Discomyza wing veins

Limnellia quadrata on Urtica video

The flies are minute to small (0.9 to 7.0 mm), with black or gray colorations. Wings are sometimes patterned. Costa with two interruptions are present in first section, near the humeral cross-vein and again near the end of vein 1. The second basal cell is not separated from the discal cell. Arista are bare or with hairs on the upper side (plumose on the upper side). The mouth opening is very large in some species. The ratio of vertical diameter of eye and height of gena (face index) is widely used in identification of individual species.

==Larvae==
In the tribe Notiphilini the head is reduced to a cephalic skeleton, there are no anterior spiracles and the posterior spiracles are extended as spines.
The other taxa have larvae similar to the Sciomyzidae, with the posterior spiracles at the apices of divergent branches from a common base.
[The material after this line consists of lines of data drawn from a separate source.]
// SPDX-License-Identifier: MPL-2.0
//! Settings screen: display language, theme and wizard behaviour.
//!
//! The screen keeps its own copy of the editable preferences. Changes are
//! reported as [`Event`]s so the application can apply them (switch locale,
//! change theme) and persist them to `settings.toml`.

use crate::i18n::fluent::I18n;
use crate::ui::design_tokens::{sizing, spacing, typography};
use crate::ui::styles;
use crate::ui::theming::ThemeMode;
use iced::{
    alignment::{Horizontal, Vertical},
    widget::{button, pick_list, scrollable, toggler, Column, Container, Row, Space, Text},
    Element, Length,
};
use std::fmt;
use unic_langid::LanguageIdentifier;

/// Initial values for the settings screen.
#[derive(Debug, Clone, Copy)]
pub struct StateConfig {
    pub theme_mode: ThemeMode,
    pub allow_skip_required: bool,
    pub autosave_draft: bool,
}

#[derive(Debug, Clone)]
pub struct State {
    theme_mode: ThemeMode,
    allow_skip_required: bool,
    autosave_draft: bool,
}

impl Default for State {
    fn default() -> Self {
        Self::new(StateConfig {
            theme_mode: ThemeMode::default(),
            allow_skip_required: crate::config::DEFAULT_ALLOW_SKIP_REQUIRED,
            autosave_draft: crate::config::DEFAULT_AUTOSAVE_DRAFT,
        })
    }
}

/// Contextual data needed to render the settings screen.
pub struct ViewContext<'a> {
    pub i18n: &'a I18n,
}

#[derive(Debug, Clone)]
pub enum Message {
    BackToWizard,
    LanguageSelected(LanguageIdentifier),
    ThemeModeSelected(ThemeMode),
    AllowSkipToggled(bool),
    AutosaveToggled(bool),
    ClearNotifications,
}

/// Events propagated to the parent application.
#[derive(Debug, Clone, PartialEq)]
pub enum Event {
    None,
    BackToWizard,
    LanguageChanged(LanguageIdentifier),
    ThemeModeChanged(ThemeMode),
    /// A wizard preference changed; persist the configuration.
    PreferencesChanged,
    ClearNotifications,
}

/// Entry of the language picker.
#[derive(Debug, Clone, PartialEq, Eq)]
struct LanguageOption {
    locale: LanguageIdentifier,
    label: String,
}

impl fmt::Display for LanguageOption {
    fn fmt(&self, f: &mut fmt::Formatter<'_>) -> fmt::Result {
        f.write_str(&self.label)
    }
}

impl State {
    #[must_use]
    pub fn new(config: StateConfig) -> Self {
        Self {
            theme_mode: config.theme_mode,
            allow_skip_required: config.allow_skip_required,
            autosave_draft: config.autosave_draft,
        }
    }

    #[must_use]
    pub fn theme_mode(&self) -> ThemeMode {
        self.theme_mode
    }

    #[must_use]
    pub fn allow_skip_required(&self) -> bool {
        self.allow_skip_required
    }

    #[must_use]
    pub fn autosave_draft(&self) -> bool {
        self.autosave_draft
    }

    pub fn update(&mut self, message: Message) -> Event {
        match message {
            Message::BackToWizard => Event::BackToWizard,
            Message::LanguageSelected(locale) => Event::LanguageChanged(locale),
            Message::ThemeModeSelected(mode) => {
                if self.theme_mode == mode {
                    return Event::None;
                }
                self.theme_mode = mode;
                Event::ThemeModeChanged(mode)
            }
            Message::AllowSkipToggled(enabled) => {
                self.allow_skip_required = enabled;
                Event::PreferencesChanged
            }
            Message::AutosaveToggled(enabled) => {
                self.autosave_draft = enabled;
                Event::PreferencesChanged
            }
            Message::ClearNotifications => Event::ClearNotifications,
        }
    }

    pub fn view<'a>(&'a self, ctx: ViewContext<'a>) -> Element<'a, Message> {
        let back_button = button(
            Text::new(format!("← {}", ctx.i18n.tr("settings-back-button"))).size(typography::BODY),
        )
        .style(styles::button::unselected)
        .on_press(Message::BackToWizard);

        let title = Text::new(ctx.i18n.tr("settings-title")).size(typography::TITLE_LG);

        let content = Column::new()
            .width(Length::Fill)
            .spacing(spacing::LG)
            .padding(spacing::LG)
            .align_x(Horizontal::Left)
            .push(back_button)
            .push(title)
            .push(self.language_section(&ctx))
            .push(self.theme_section(&ctx))
            .push(toggle_row(
                ctx.i18n.tr("settings-allow-skip-label"),
                self.allow_skip_required,
                Message::AllowSkipToggled,
            ))
            .push(toggle_row(
                ctx.i18n.tr("settings-autosave-label"),
                self.autosave_draft,
                Message::AutosaveToggled,
            ))
            .push(
                button(Text::new(ctx.i18n.tr("settings-clear-notifications-button")))
                    .style(styles::button::unselected)
                    .on_press(Message::ClearNotifications),
            );

        scrollable(Container::new(content).width(Length::Fill)).into()
    }

    fn language_section<'a>(&self, ctx: &ViewContext<'a>) -> Element<'a, Message> {
        let options: Vec<LanguageOption> = ctx
            .i18n
            .available_locales()
            .iter()
            .map(|locale| LanguageOption {
                locale: locale.clone(),
                label: language_label(ctx.i18n, locale),
            })
            .collect();
        let selected = options
            .iter()
            .find(|opt| &opt.locale == ctx.i18n.current_locale())
            .cloned();

        let picker = pick_list(options, selected, |opt| Message::LanguageSelected(opt.locale))
            .padding(spacing::XS)
            .width(Length::Fixed(sizing::LANGUAGE_PICKER_WIDTH));

        Column::new()
            .spacing(spacing::XS)
            .push(Text::new(ctx.i18n.tr("settings-language-label")).size(typography::TITLE_SM))
            .push(picker)
            .into()
    }

    fn theme_section<'a>(&self, ctx: &ViewContext<'a>) -> Element<'a, Message> {
        let buttons = ThemeMode::ALL
            .iter()
            .fold(Row::new().spacing(spacing::XS), |row, mode| {
                let style: fn(&iced::Theme, button::Status) -> button::Style =
                    if *mode == self.theme_mode {
                        styles::button::selected
                    } else {
                        styles::button::unselected
                    };
                row.push(
                    button(Text::new(ctx.i18n.tr(mode.i18n_key())))
                        .padding([spacing::XS, spacing::MD])
                        .style(style)
                        .on_press(Message::ThemeModeSelected(*mode)),
                )
            });

        Column::new()
            .spacing(spacing::XS)
            .push(Text::new(ctx.i18n.tr("settings-theme-label")).size(typography::TITLE_SM))
            .push(buttons)
            .into()
    }
}

/// Localized language name, falling back to the locale tag.
fn language_label(i18n: &I18n, locale: &LanguageIdentifier) -> String {
    let translated = i18n.tr(&format!("language-{locale}"));
    if translated.starts_with("MISSING:") {
        locale.to_string()
    } else {
        translated
    }
}

fn toggle_row<'a>(
    label: String,
    enabled: bool,
    on_toggle: fn(bool) -> Message,
) -> Element<'a, Message> {
    Row::new()
        .spacing(spacing::SM)
        .align_y(Vertical::Center)
        .push(Text::new(label).size(typography::BODY))
        .push(Space::new().width(Length::Fill))
        .push(toggler(enabled).on_toggle(on_toggle).size(20.0))
        .into()
}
They may be differentiated by short thoracic segments (like the abdominal ones) and by the absence of a ventral arch linking the mouth hooks.

==Habitats==
Ephydridae occupy a diverse array of seashore and wetland habitats including hot springs, petroleum pools, salt pools, alkaline lakes, marshes. Imago are phytophagous, sometimes feeding on microscopic algae and bacteria (Paracoenia, Ephydra), or predatory (Ochthera, Ephydrinae). As larvae, many are phytophagous, grazing on aquatic plants (including cultivated rice), others are algal grazers or saprophagous. Larvae of Trimerina are predatory. Some species are an important food source for other animals. Others cause damage to agricultural crops.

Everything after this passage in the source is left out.